At 2:30 am (now remember I went to sleep at about 2am) on December 21, 2005 my phone rang and it was the ministry director proclaiming “Congratulations Mom, your son has been born, just in time for Christmas. Go to Dekalb Medical Center now.” By this time, I’m half dressed as being a pastor one knows that when the phone rings in the middle of the night one must be needed
Well this time it did also but for completely different reasons. I was indeed at first confused, I confess, I thought maybe this lady had been studying the ultrasound from earlier the day before and had just figured out it was a boy but no she really meant that our baby had been born. So much for 6 weeks.
By the time I got off the phone Joe was up and getting dressed and we called his mom as we were leaving our apartment. We had no idea what to expect, as we didn’t have any legal papers drawn up – heck we didn’t even have an attorney, never mind anything else we needed. But we trusted and we were ready to let the hospital folks know that we were the birth mother’s pastor but that was not needed. As we entered the hospital it was if they were waiting for us and everyone treated us with such respect and knew we were the adoptive parents of the baby that had just come in by ambulance. No nothing was wrong with the little guy, he just came so quickly he was born en route to the hospital in the ambulance.
When we arrived to maternity and delivery we stood at the nursery window with tears in our eyes as the nurses indicated which precious bundle was ours and watched as they pricked him to check his blood and did all the other tests that happen in the first few hours of a new born’s life. My dream was coming true. We also visited with the birth mother and made certain she still wanted to give him up for adoption, which she did and she again assured me that she would never do anything to take him away from us that her promise was good and she knew he would be in the best hands possible with us to love and care for him. We spent the rest of the night in the hospital room with his birth mother and him (until paper work was worked up we could only be with the baby in the mothers room). But it was me who changed his first diaper – which was such wonderful. I was taken aback because they had bagged him to get a toxin screen on his first urine and it was I who feed him his first bottle. Gifts that lots of adoptive parents don’t get to do. God’s hands were certainly in the midst.
The doctors believed that although this little bundle of boy appeared to be “normal” that he had a long road ahead of him as he would certainly have major withdrawal from the illegal and legal substances found in his body. They prepped us for what was to come the shrill screaming, the inconsolable cry, perhaps tremors or even seizures. They quickly told us they would not be discharging him till well into the new year. It was as if they wanted us to turn our backs on him. But there was no way we were instantly in love and the parent baby bonds had begun to happen.

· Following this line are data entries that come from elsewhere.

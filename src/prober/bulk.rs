//! Bulk checking of heterogeneous targets.
//!
//! Fan-out over an arbitrary target list, bounded by the prober's counting
//! semaphore so the number of in-flight probes never exceeds
//! `max_concurrency` no matter how many targets are supplied.

use crate::error::{ProbeError, ProbeResult};
use crate::prober::Prober;
use crate::types::{BulkReport, Target};
use futures::stream::{self, StreamExt};
use std::sync::Arc;
use tokio_util::sync::CancellationToken;
use tracing::info;

/// Buffering for the fan-out stream; the semaphore controls the actual
/// probe concurrency.
const BULK_BUFFER: usize = 1000;

impl Prober {
    /// Probe every target, collecting one result per target plus an
    /// aggregate of all failure messages.
    ///
    /// Semaphore acquisition is raced against the token: cancellation while
    /// any probe is still queued fails the whole call with
    /// [`ProbeError::Cancelled`]. Individual failures never do; they are
    /// folded into [`BulkReport::errors`] alongside the full result list.
    pub async fn check_many(
        &self,
        cancel: &CancellationToken,
        targets: &[Target],
    ) -> ProbeResult<BulkReport> {
        info!(targets = targets.len(), "bulk check started");

        let outcomes: Vec<(usize, ProbeResult<crate::types::ConnectionResult>)> =
            stream::iter(targets.iter().enumerate())
                .map(|(idx, target)| {
                    let limiter = Arc::clone(&self.limiter);
                    async move {
                        let outcome = tokio::select! {
                            _ = cancel.cancelled() => Err(ProbeError::Cancelled),
                            permit = limiter.acquire() => {
                                let _permit = permit.expect("limiter is never closed");
                                self.probe(cancel, target).await
                            }
                        };
                        (idx, outcome)
                    }
                })
                .buffer_unordered(BULK_BUFFER)
                .collect()
                .await;

        let mut report = BulkReport::default();
        let mut ordered = outcomes;
        ordered.sort_by_key(|(idx, _)| *idx);

        for (idx, outcome) in ordered {
            match outcome {
                Ok(result) => {
                    if !result.open {
                        let reason = result.error.as_deref().unwrap_or("connection failed");
                        report
                            .errors
                            .push(format!("{}:{}: {}", result.host, result.port, reason));
                    }
                    report.results.push(result);
                }
                Err(ProbeError::Cancelled) => return Err(ProbeError::Cancelled),
                Err(e) => {
                    let target = &targets[idx];
                    report
                        .errors
                        .push(format!("{}:{}: {}", target.host, target.port, e));
                }
            }
        }

        info!(
            results = report.results.len(),
            failures = report.errors.len(),
            "bulk check finished"
        );
        Ok(report)
    }
}
//! Exponential backoff with an absolute cap and optional jitter.
//!
//! Pure computation: no shared state, safe to call from any number of
//! concurrent workers.

use rand::Rng;
use std::time::Duration;

/// Hard ceiling on any computed delay, whatever the policy says.
pub const MAX_BACKOFF: Duration = Duration::from_secs(30);

/// Jitter spread: delays are perturbed by up to ±25%.
const JITTER_RATIO: f64 = 0.25;

/// Compute the delay before retry number `attempt` (0-based).
///
/// `base * factor^attempt`, capped at [`MAX_BACKOFF`]. With `jitter`, the
/// result is uniformly perturbed within ±25% and re-capped, so it stays
/// non-negative and never exceeds the ceiling.
pub fn backoff_delay(attempt: u32, base: Duration, factor: f64, jitter: bool) -> Duration {
    let factor = if factor >= 1.0 { factor } else { 1.0 };
    let scaled = base.as_secs_f64() * factor.powi(attempt.min(1000) as i32);
    let mut delay = scaled.min(MAX_BACKOFF.as_secs_f64());

    if jitter && delay > 0.0 {
        let spread = delay * JITTER_RATIO;
        delay += rand::thread_rng().gen_range(-spread..=spread);
        delay = delay.clamp(0.0, MAX_BACKOFF.as_secs_f64());
    }

    Duration::from_secs_f64(delay)
}

#[cfg(test)]
mod tests {
    use super::*;

    #[test]
    fn test_monotonic_without_jitter() {
        let base = Duration::from_millis(100);
        let mut last = Duration::ZERO;
        for attempt in 0..20 {
            let d = backoff_delay(attempt, base, 1.5, false);
            assert!(d >= last, "delay shrank at attempt {}", attempt);
            last = d;
        }
    }

    #[test]
    fn test_exact_growth() {
        let base = Duration::from_millis(200);
        assert_eq!(backoff_delay(0, base, 2.0, false), base);
        assert_eq!(backoff_delay(1, base, 2.0, false), Duration::from_millis(400));
        assert_eq!(backoff_delay(2, base, 2.0, false), Duration::from_millis(800));
    }

    #[test]
    fn test_cap_holds_for_extreme_inputs() {
        assert_eq!(
            backoff_delay(500, Duration::from_secs(10), 10.0, false),
            MAX_BACKOFF
        );
        for _ in 0..100 {
            let d = backoff_delay(60, Duration::from_secs(5), 3.0, true);
            assert!(d <= MAX_BACKOFF);
        }
    }

    #[test]
    fn test_jitter_stays_within_spread() {
        let base = Duration::from_secs(1);
        for _ in 0..200 {
            let d = backoff_delay(0, base, 1.5, true).as_secs_f64();
            assert!(d >= 0.75 - 1e-9 && d <= 1.25 + 1e-9, "jittered delay {} out of band", d);
        }
    }

    #[test]
    fn test_sub_unit_factor_treated_as_flat() {
        let base = Duration::from_millis(100);
        assert_eq!(backoff_delay(5, base, 0.5, false), base);
    }
}
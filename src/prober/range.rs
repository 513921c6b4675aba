//! Port-range scanning with a fixed-size worker pool.
//!
//! Workers pull `(offset, port)` items from a bounded queue and feed an
//! offset-tagged result channel, so completion order never affects the
//! ordering of the exported per-port slots.

use crate::error::ProbeError;
use crate::prober::Prober;
use crate::types::{ErrorKind, PortRangeResult, Protocol, Target};
use futures::future::join_all;
use std::sync::Arc;
use std::time::Instant;
use tokio::sync::{mpsc, Mutex};
use tokio_util::sync::CancellationToken;
use tracing::{debug, info};

impl Prober {
    /// Scan every port in `[start_port, end_port]` (inclusive, swapped if
    /// inverted) on one host with `worker_count` concurrent workers.
    ///
    /// A failing port never aborts the scan; its error lands in the result's
    /// `errors` list. Cancellation short-circuits the remaining queue:
    /// ports never probed keep a `None` slot, probes interrupted mid-retry
    /// keep their partial result but count as neither open nor closed, and
    /// only then is `success_count + failure_count < total_ports`.
    pub async fn scan_range(
        &self,
        cancel: &CancellationToken,
        host: &str,
        start_port: u16,
        end_port: u16,
        protocol: Protocol,
    ) -> PortRangeResult {
        let (start_port, end_port) = if start_port <= end_port {
            (start_port, end_port)
        } else {
            (end_port, start_port)
        };
        // usize math: a 0-65535 scan overflows u16.
        let total_ports = end_port as usize - start_port as usize + 1;
        let started = Instant::now();

        info!(
            host,
            start_port, end_port, total_ports, protocol = %protocol,
            workers = self.policy.worker_count,
            "starting range scan"
        );

        // Bounded work queue; workers share the receiving end.
        let (work_tx, work_rx) = mpsc::channel::<(usize, u16)>(self.policy.worker_count.max(1));
        let work_rx = Arc::new(Mutex::new(work_rx));
        let (result_tx, mut result_rx) =
            mpsc::channel::<(usize, Result<crate::types::ConnectionResult, ProbeError>)>(
                self.policy.worker_count.max(1),
            );

        let producer = {
            let cancel = cancel.clone();
            async move {
                for (offset, port) in (start_port..=end_port).enumerate() {
                    if cancel.is_cancelled() {
                        break;
                    }
                    if work_tx.send((offset, port)).await.is_err() {
                        break;
                    }
                }
                // Closing the queue lets idle workers drain out.
            }
        };

        // Materialized up front so every worker holds its own sender clone
        // before the original is dropped below.
        let workers: Vec<_> = (0..self.policy.worker_count)
            .map(|_| {
                let work_rx = Arc::clone(&work_rx);
                let result_tx = result_tx.clone();
                let cancel = cancel.clone();
                async move {
                    loop {
                        let item = { work_rx.lock().await.recv().await };
                        let Some((offset, port)) = item else { break };
                        if cancel.is_cancelled() {
                            break;
                        }
                        let target = Target::with_protocol(host, port, protocol);
                        let outcome = self.probe(&cancel, &target).await;
                        if result_tx.send((offset, outcome)).await.is_err() {
                            break;
                        }
                    }
                }
            })
            .collect();
        // Workers hold the remaining clones; the collector stops once the
        // last worker exits.
        drop(result_tx);

        let collector = async {
            let mut per_port: Vec<Option<crate::types::ConnectionResult>> = vec![None; total_ports];
            let mut open_ports = Vec::new();
            let mut closed_ports = Vec::new();
            let mut errors = Vec::new();
            while let Some((offset, outcome)) = result_rx.recv().await {
                let port = start_port + offset as u16;
                match outcome {
                    Ok(result) => {
                        if result.error_kind == Some(ErrorKind::Cancelled) {
                            // Interrupted mid-retry: counts as neither open
                            // nor closed.
                            errors.push(format!("port {}: cancelled mid-probe", port));
                        } else if result.open {
                            open_ports.push(port);
                        } else {
                            closed_ports.push(port);
                        }
                        per_port[offset] = Some(result);
                    }
                    Err(e) => errors.push(format!("port {}: {}", port, e)),
                }
            }
            (per_port, open_ports, closed_ports, errors)
        };

        let ((), _, (per_port, open_ports, closed_ports, errors)) =
            tokio::join!(producer, join_all(workers), collector);

        let success_count = open_ports.len();
        let failure_count = closed_ports.len();
        let duration = started.elapsed();
        debug!(
            host,
            open = success_count,
            closed = failure_count,
            errors = errors.len(),
            elapsed = ?duration,
            "range scan finished"
        );

        PortRangeResult {
            host: host.to_string(),
            start_port,
            end_port,
            protocol,
            ip_version: protocol.pinned_version(),
            total_ports,
            open_ports,
            closed_ports,
            success_count,
            failure_count,
            duration,
            per_port,
            errors,
        }
    }
}

#[cfg(test)]
mod tests {
    use super::*;
    use crate::policy::RetryPolicy;
    use std::time::Duration;

    fn scan_policy() -> RetryPolicy {
        RetryPolicy {
            max_retries: 0,
            dial_timeout: Duration::from_millis(300),
            worker_count: 4,
            ..RetryPolicy::default()
        }
    }

    #[tokio::test]
    async fn test_scan_finds_the_open_port() {
        let listener = tokio::net::TcpListener::bind("127.0.0.1:0").await.unwrap();
        let open_port = listener.local_addr().unwrap().port();
        // A window around the listener; neighbours are almost surely closed.
        let (start, end) = (open_port.saturating_sub(2), open_port.saturating_add(2));

        let prober = Prober::new(scan_policy());
        let result = prober
            .scan_range(
                &CancellationToken::new(),
                "127.0.0.1",
                start,
                end,
                Protocol::Tcp,
            )
            .await;

        assert_eq!(result.total_ports, (end - start + 1) as usize);
        assert!(result.open_ports.contains(&open_port));
        assert_eq!(
            result.success_count + result.failure_count,
            result.total_ports
        );
        // Slot ordering follows port offsets regardless of completion order.
        let offset = (open_port - start) as usize;
        let slot = result.per_port[offset].as_ref().unwrap();
        assert_eq!(slot.port, open_port);
        assert!(slot.open);
    }

    #[tokio::test]
    async fn test_inverted_bounds_are_swapped() {
        let prober = Prober::new(scan_policy());
        let result = prober
            .scan_range(
                &CancellationToken::new(),
                "127.0.0.1",
                47005,
                47001,
                Protocol::Tcp,
            )
            .await;
        assert_eq!(result.start_port, 47001);
        assert_eq!(result.end_port, 47005);
        assert_eq!(result.total_ports, 5);
        assert_eq!(result.per_port.len(), 5);
    }

    #[tokio::test]
    async fn test_full_port_range_does_not_overflow() {
        // 0-65535 is 65536 ports, one more than u16 can count.
        let prober = Prober::new(scan_policy());
        let cancel = CancellationToken::new();
        cancel.cancel();
        let result = prober
            .scan_range(&cancel, "127.0.0.1", 0, 65535, Protocol::Tcp)
            .await;
        assert_eq!(result.total_ports, 65536);
        assert_eq!(result.per_port.len(), 65536);
        assert_eq!(result.success_count + result.failure_count, 0);
    }

    #[tokio::test]
    async fn test_more_workers_than_ports() {
        // Idle workers must drain out and release their result senders so
        // the collector terminates.
        let prober = Prober::new(RetryPolicy {
            worker_count: 8,
            ..scan_policy()
        });
        let result = prober
            .scan_range(
                &CancellationToken::new(),
                "127.0.0.1",
                47301,
                47302,
                Protocol::Tcp,
            )
            .await;
        assert_eq!(result.total_ports, 2);
        assert_eq!(
            result.success_count + result.failure_count,
            result.total_ports
        );
    }

    #[tokio::test]
    async fn test_cancelled_scan_is_partial_not_fatal() {
        let prober = Prober::new(RetryPolicy {
            worker_count: 1,
            ..scan_policy()
        });
        let cancel = CancellationToken::new();
        cancel.cancel();
        let result = prober
            .scan_range(&cancel, "127.0.0.1", 47101, 47110, Protocol::Tcp)
            .await;
        assert!(result.success_count + result.failure_count < result.total_ports);
    }
}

Early that morning about 7:30 am we got hooked up with an attorney that was willing to take on our case and would meet with Joe and the birth father at his office and would then come to the hospital for the birth mother to sign her part of the surrender of parental rights. It was only because of the fact I was a bit late with my last quarterly payment for my self employed taxes that I had the money to write the attorney a retainer check. By mid day Joe was back at church doing some work, the surrender of rights had been signed by both parents and I just hung out in the hospital room with my precious baby and the mother who gave birth to him. Those moments were holy to me – no other words can describe them.
Joe had to pull me away that evening about 7 or 8 because I’d been there all day without much to eat and without any sleep. Plus we had learned that we needed to return the refrigerator we bought because it wasn’t the right size and have a new one purchased and delivered plus we realized that we at least needed a car seat to bring our precious new one home in ~ whenever that was going to be. So we rushed off to HHGregg to return the one refrigerator and arrange for it’s pick up and delivery of another and then to Babies R Us to pick a car seat. I’m sure it was all good that i was so in awe, shock and suffered from severe exhaustion because normally I would have researched every pro and con of every carseat — but that night I just picked on. Didn’t care, just so long as it wasn’t to girly.
By the time we finished up there my cell rang and it was evident that word had somehow gotten out at church because the Women’s Fellowship had also made a trip to Babies R Us that day and told us to stop by my office because they had a gift for us. Well my office was FULL of stuff diapers, pacifiers, bottles, sleepers, hats, a few toys, a bear, sheets for one of the new pack and plays that was in the nursery, cozy warm blankets and well pretty much anything we needed to bring the baby home (again whenever that would happen). Our hearts were overfilled with JOY. We loaded up the car and took it all back to the apartment and as I thought about my sweet baby lying in the nursery I looked at how much folks had already done for him to welcome him into our family and the church family. Indeed he was loved and we were loved.